:: ABOUT THIS TASK ::
Set down each entry exactly as it stands, without altering a single character.

:: MATERIAL TO PROCESS ::
// ==========================================
// 表管理工具 - 导入流水线 Trait
// ==========================================
// 职责: 定义导入各阶段接口（不包含实现）
// 流程: 解析 → 列对账 → 行清洗 → 批量提交
// ==========================================

use crate::domain::{ColumnMapping, DestinationSchema, RowSet};
use crate::importer::column_reconciler::Reconciled;
use crate::importer::error::ImportResult;
use crate::importer::row_cleaner::CleaningOptions;

// ==========================================
// FileParser Trait
// ==========================================
// 用途: 文件解析接口（阶段 1）
// 实现者: CsvParser, ExcelParser
pub trait FileParser: Send + Sync {
    /// 解析文件内容为 RowSet
    ///
    /// # 参数
    /// - bytes: 文件原始字节
    ///
    /// # 返回
    /// - Ok(RowSet): 列名取自表头行，列顺序保持文件顺序
    /// - Err: 空文件、格式错误
    fn parse_bytes(&self, bytes: &[u8]) -> ImportResult<RowSet>;
}

// ==========================================
// ColumnReconciler Trait
// ==========================================
// 用途: 列对账接口（阶段 2）
// 实现者: ColumnReconcilerImpl
pub trait ColumnReconciler: Send + Sync {
    /// 将文件列投影到目标表列
    ///
    /// # 参数
    /// - rows: 源 RowSet（不会被修改）
    /// - schema: 目标表已知列
    /// - mapping: 显式映射（None 时按同名交集）
    ///
    /// # 返回
    /// - Ok(Reconciled): 投影后的 RowSet + 对账报告（未匹配列）
    /// - Err: 映射无效
    fn reconcile(
        &self,
        rows: &RowSet,
        schema: &DestinationSchema,
        mapping: Option<&ColumnMapping>,
    ) -> ImportResult<Reconciled>;
}

// ==========================================
// RowCleaner Trait
// ==========================================
// 用途: 行清洗接口（阶段 3）
// 实现者: RowCleanerImpl
pub trait RowCleaner: Send + Sync {
    /// 删除含空值的记录
    fn drop_incomplete(&self, rows: &RowSet) -> RowSet;

    /// 保留前 n 条记录（1 <= n <= 记录数）
    fn limit(&self, rows: &RowSet, n: usize) -> ImportResult<RowSet>;

    /// 按选项依次执行: 先删除不完整记录，再截取前 n 条
    ///
    /// 不修改输入；相同输入与选项得到相同输出
    fn clean(&self, rows: &RowSet, options: &CleaningOptions) -> ImportResult<RowSet> {
        let cleaned = if options.drop_incomplete {
            self.drop_incomplete(rows)
        } else {
            rows.clone()
        };

        match options.limit {
            Some(n) => self.limit(&cleaned, n),
            None => Ok(cleaned),
        }
    }
}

:: RESPONSE FOR THIS EXERCISE ::
// ==========================================
// 表管理工具 - 导入流水线 Trait
// ==========================================
// 职责: 定义导入各阶段接口（不包含实现）
// 流程: 解析 → 列对账 → 行清洗 → 批量提交
// ==========================================

use crate::domain::{ColumnMapping, DestinationSchema, RowSet};
use crate::importer::column_reconciler::Reconciled;
use crate::importer::error::ImportResult;
use crate::importer::row_cleaner::CleaningOptions;

// ==========================================
// FileParser Trait
// ==========================================
// 用途: 文件解析接口（阶段 1）
// 实现者: CsvParser, ExcelParser
pub trait FileParser: Send + Sync {
    /// 解析文件内容为 RowSet
    ///
    /// # 参数
    /// - bytes: 文件原始字节
    ///
    /// # 返回
    /// - Ok(RowSet): 列名取自表头行，列顺序保持文件顺序
    /// - Err: 空文件、格式错误
    fn parse_bytes(&self, bytes: &[u8]) -> ImportResult<RowSet>;
}

// ==========================================
// ColumnReconciler Trait
// ==========================================
// 用途: 列对账接口（阶段 2）
// 实现者: ColumnReconcilerImpl
pub trait ColumnReconciler: Send + Sync {
    /// 将文件列投影到目标表列
    ///
    /// # 参数
    /// - rows: 源 RowSet（不会被修改）
    /// - schema: 目标表已知列
    /// - mapping: 显式映射（None 时按同名交集）
    ///
    /// # 返回
    /// - Ok(Reconciled): 投影后的 RowSet + 对账报告（未匹配列）
    /// - Err: 映射无效
    fn reconcile(
        &self,
        rows: &RowSet,
        schema: &DestinationSchema,
        mapping: Option<&ColumnMapping>,
    ) -> ImportResult<Reconciled>;
}

// ==========================================
// RowCleaner Trait
// ==========================================
// 用途: 行清洗接口（阶段 3）
// 实现者: RowCleanerImpl
pub trait RowCleaner: Send + Sync {
    /// 删除含空值的记录
    fn drop_incomplete(&self, rows: &RowSet) -> RowSet;

    /// 保留前 n 条记录（1 <= n <= 记录数）
    fn limit(&self, rows: &RowSet, n: usize) -> ImportResult<RowSet>;

    /// 按选项依次执行: 先删除不完整记录，再截取前 n 条
    ///
    /// 不修改输入；相同输入与选项得到相同输出
    fn clean(&self, rows: &RowSet, options: &CleaningOptions) -> ImportResult<RowSet> {
        let cleaned = if options.drop_incomplete {
            self.drop_incomplete(rows)
        } else {
            rows.clone()
        };

        match options.limit {
            Some(n) => self.limit(&cleaned, n),
            None => Ok(cleaned),
        }
    }
}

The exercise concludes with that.